This is my hand-printed linocut portrait of a woman alchemist known as Master Geng who flourished some time before the year 975 (Chinese: 耿先生; pinyin: Gěng Xiānshēng; Wade–Giles: Kêng Hsien-shêng). According to legend, this daughter of a scholar named Geng Qian (sometimes spelled Keng Chhien),  was known from adolescence for her intelligence, curiosity and skill in alchemy. She appears in the writing of alchemist Wu Shu, in his book Chiang Huai I Jen Lu (or Records of Twenty-five Strange Magician-Technicians between the Yangtze and Huai River) written in 975. An expert in what was called "the art of the yellow and the white" (that is, alchemy), she distilled perfumes and was also known as a talented poet and magician.
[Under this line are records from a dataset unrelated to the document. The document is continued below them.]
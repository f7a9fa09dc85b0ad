pub mod form;
pub mod media;
pub mod models;
pub mod policy;
pub mod repository;
pub mod routes;
pub mod service;
pub mod upload;

use std::sync::Arc;

use anyhow::Context;
use async_trait::async_trait;
use axum::Router;
use libris_kernel::{InitCtx, Migration, Module};
use serde_json::json;

use media::MediaStore;
use repository::BookRepository;
use routes::BooksState;
use service::BookService;

/// Books: uploads, the duplicate and textbook-edition rules, search.
pub struct BooksModule;

impl BooksModule {
    pub const fn new() -> Self {
        Self
    }
}

#[async_trait]
impl Module for BooksModule {
    fn name(&self) -> &'static str {
        "books"
    }

    async fn init(&self, ctx: &InitCtx<'_>) -> anyhow::Result<()> {
        let media = MediaStore::new(&ctx.settings.media.root);
        media
            .prepare()
            .await
            .with_context(|| format!("failed to prepare media root {}", media.root().display()))?;

        tracing::info!(
            module = self.name(),
            environment = ?ctx.settings.environment,
            media_root = %media.root().display(),
            "books module initialized"
        );
        Ok(())
    }

    fn routes(&self, ctx: &InitCtx<'_>) -> Router {
        let service = BookService::new(
            BookRepository::new(ctx.db.clone()),
            MediaStore::new(&ctx.settings.media.root),
        );
        routes::router(Arc::new(BooksState {
            service,
            pagination: ctx.settings.pagination,
        }))
    }

    fn openapi(&self) -> Option<serde_json::Value> {
        let form_body = |required: Vec<&str>| {
            json!({
                "required": true,
                "content": {
                    "multipart/form-data": {
                        "schema": {
                            "allOf": [
                                { "$ref": "#/components/schemas/BookForm" },
                                { "required": required }
                            ]
                        }
                    }
                }
            })
        };
        let full_form = form_body(vec![
            "title", "author", "year", "genre", "category", "publisher", "book_file",
        ]);
        let book_response = json!({
            "description": "Book",
            "content": {
                "application/json": { "schema": { "$ref": "#/components/schemas/Book" } }
            }
        });
        let write_errors = json!({
            "400": { "$ref": "#/components/responses/Invalid" },
            "403": { "$ref": "#/components/responses/Error" },
            "404": { "$ref": "#/components/responses/Error" }
        });

        Some(json!({
            "paths": {
                "/": {
                    "get": {
                        "summary": "List books",
                        "description": "Search matches title, genre, category, publisher and author name.",
                        "tags": ["Books"],
                        "parameters": [
                            { "$ref": "#/components/parameters/Search" },
                            { "$ref": "#/components/parameters/Page" },
                            { "$ref": "#/components/parameters/PageSize" }
                        ],
                        "responses": {
                            "200": {
                                "description": "Page of books",
                                "content": {
                                    "application/json": {
                                        "schema": { "$ref": "#/components/schemas/BookPage" }
                                    }
                                }
                            },
                            "404": { "$ref": "#/components/responses/Error" }
                        }
                    },
                    "post": {
                        "summary": "Create book",
                        "description": "Rejects duplicates of title, author, year and publisher, and a second textbook edition with the same year.",
                        "tags": ["Books"],
                        "security": [{ "token": [] }],
                        "requestBody": full_form,
                        "responses": {
                            "201": book_response,
                            "400": { "$ref": "#/components/responses/Invalid" },
                            "403": { "$ref": "#/components/responses/Error" }
                        }
                    }
                },
                "/{id}/": {
                    "parameters": [
                        { "name": "id", "in": "path", "required": true, "schema": { "type": "integer" } }
                    ],
                    "get": {
                        "summary": "Retrieve book",
                        "tags": ["Books"],
                        "responses": {
                            "200": book_response,
                            "404": { "$ref": "#/components/responses/Error" }
                        }
                    },
                    "put": {
                        "summary": "Replace book",
                        "tags": ["Books"],
                        "security": [{ "token": [] }],
                        "requestBody": full_form,
                        "responses": {
                            "200": book_response,
                            "400": write_errors["400"],
                            "403": write_errors["403"],
                            "404": write_errors["404"]
                        }
                    },
                    "patch": {
                        "summary": "Update book fields",
                        "description": "Omitted fields keep their stored values; an empty `cover_image` part clears the cover.",
                        "tags": ["Books"],
                        "security": [{ "token": [] }],
                        "requestBody": form_body(vec![]),
                        "responses": {
                            "200": book_response,
                            "400": write_errors["400"],
                            "403": write_errors["403"],
                            "404": write_errors["404"]
                        }
                    },
                    "delete": {
                        "summary": "Delete book",
                        "tags": ["Books"],
                        "security": [{ "token": [] }],
                        "responses": {
                            "204": { "description": "Deleted" },
                            "403": { "$ref": "#/components/responses/Error" },
                            "404": { "$ref": "#/components/responses/Error" }
                        }
                    }
                }
            },
            "components": {
                "schemas": {
                    "BookType": {
                        "type": "string",
                        "enum": ["fiction", "textbook"],
                        "default": "fiction"
                    },
                    "Book": {
                        "type": "object",
                        "properties": {
                            "id": { "type": "integer" },
                            "title": { "type": "string", "maxLength": 100 },
                            "author": { "type": "integer" },
                            "author_name": { "type": "string" },
                            "year": { "type": "integer", "minimum": 1000, "maximum": 9999 },
                            "genre": { "type": "string", "maxLength": 100 },
                            "category": { "type": "string", "maxLength": 100 },
                            "publisher": { "type": "string", "maxLength": 100 },
                            "cover_image": { "type": ["string", "null"] },
                            "book_file": { "type": "string" },
                            "book_type": { "$ref": "#/components/schemas/BookType" }
                        },
                        "required": [
                            "id", "title", "author", "author_name", "year", "genre",
                            "category", "publisher", "cover_image", "book_file", "book_type"
                        ]
                    },
                    "BookForm": {
                        "type": "object",
                        "properties": {
                            "title": { "type": "string", "maxLength": 100 },
                            "author": { "type": "integer" },
                            "year": { "type": "integer", "minimum": 1000, "maximum": 9999 },
                            "genre": { "type": "string", "maxLength": 100 },
                            "category": { "type": "string", "maxLength": 100 },
                            "publisher": { "type": "string", "maxLength": 100 },
                            "book_type": { "$ref": "#/components/schemas/BookType" },
                            "book_file": {
                                "type": "string",
                                "format": "binary",
                                "description": "PDF or EPUB, at most 50 MB"
                            },
                            "cover_image": {
                                "type": "string",
                                "format": "binary",
                                "description": "Any image type"
                            }
                        }
                    },
                    "BookPage": {
                        "type": "object",
                        "properties": {
                            "count": { "type": "integer" },
                            "page": { "type": "integer" },
                            "next": { "type": ["integer", "null"] },
                            "previous": { "type": ["integer", "null"] },
                            "results": {
                                "type": "array",
                                "items": { "$ref": "#/components/schemas/Book" }
                            }
                        }
                    }
                }
            }
        }))
    }

    fn migrations(&self) -> Vec<Migration> {
        vec![Migration {
            id: "001_init",
            up: r#"
                CREATE TABLE book (
                    id          INTEGER PRIMARY KEY AUTOINCREMENT,
                    title       TEXT NOT NULL CHECK (length(title) BETWEEN 1 AND 100),
                    author_id   INTEGER NOT NULL REFERENCES author (id) ON DELETE CASCADE,
                    year        INTEGER NOT NULL CHECK (year > 0),
                    genre       TEXT NOT NULL CHECK (length(genre) BETWEEN 1 AND 100),
                    category    TEXT NOT NULL CHECK (length(category) BETWEEN 1 AND 100),
                    publisher   TEXT NOT NULL CHECK (length(publisher) BETWEEN 1 AND 100),
                    cover_image TEXT,
                    book_file   TEXT NOT NULL,
                    book_type   TEXT NOT NULL DEFAULT 'fiction'
                                CHECK (book_type IN ('fiction', 'textbook'))
                );
                CREATE UNIQUE INDEX book_natural_key
                    ON book (title, author_id, year, publisher);
                CREATE UNIQUE INDEX book_textbook_edition
                    ON book (title, author_id, publisher, year)
                    WHERE book_type = 'textbook';
                CREATE INDEX book_author ON book (author_id);
                "#,
        }]
    }
}

/// Create a new instance of the books module
pub fn create_module() -> Arc<dyn Module> {
    Arc::new(BooksModule::new())
}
Her fame grew to the point that the Emperor Xuanzong (circa 846-859) invited her to the palace, where rather than being counted amongst the palace women, she was honoured as a scholar and given the title Master, as in teacher. She was eloquent, spoke with confidence and known for wearing green robes and for her skills in performing alchemical transformations in the Imperial Court. In particular, she was known for using mercury for "creating" silver. One story tells that she could even transform snow into silver. The Emperor wished to test her skills and noted that all her transformations employed fire  and enquired whether she could perform a transformation without it. 

"She answered, 'Let me try. It might be.' So the Emperor took some mercury and enveloped it in several layers of beaten bark-cloth, closing it with the [Imperial] seal; this she placed forthwith in her bosom. After a long time there suddenly came a sound like the tearing of a piece of silk. The Teacher [Geng Xiansheng] smiled and said: 'Your Majesty did not believe in my methods, but now you will see for yourself. Ought you not to trust me ever hereafter?' Then she handed the packet back to the Emperor who saw that the seal was unbroken and upon opening it found that the mercury had all turned to silver."

Song Dynasty scroll painting "Master Geng of the Southern Tang Dynasty refining snow'"

Modern chemists speculate that she might in fact have been using a legitimate chemical process which uses mercury to extract silver from ore. Likewise, her distilling of perfumes could have employed early prohibitive form of the Soxhlet process to continuously extract camphor into alcohol. Thus while alchemy differs from modern chemistry in aims and understanding, she would have been using some methods which we can recognize as scientific and can be seen as part of history of chemistry.

In her personal life she was known for her love of wine and romantic liaisons. 

My portrait is inspired by Song Dynasty paintings including one scroll painting called 'Master Geng of the Southern Tang Dynasty refining snow' and illustrations of alchemists and their tools like the large three-legged ting furnace in which medicines were prepared.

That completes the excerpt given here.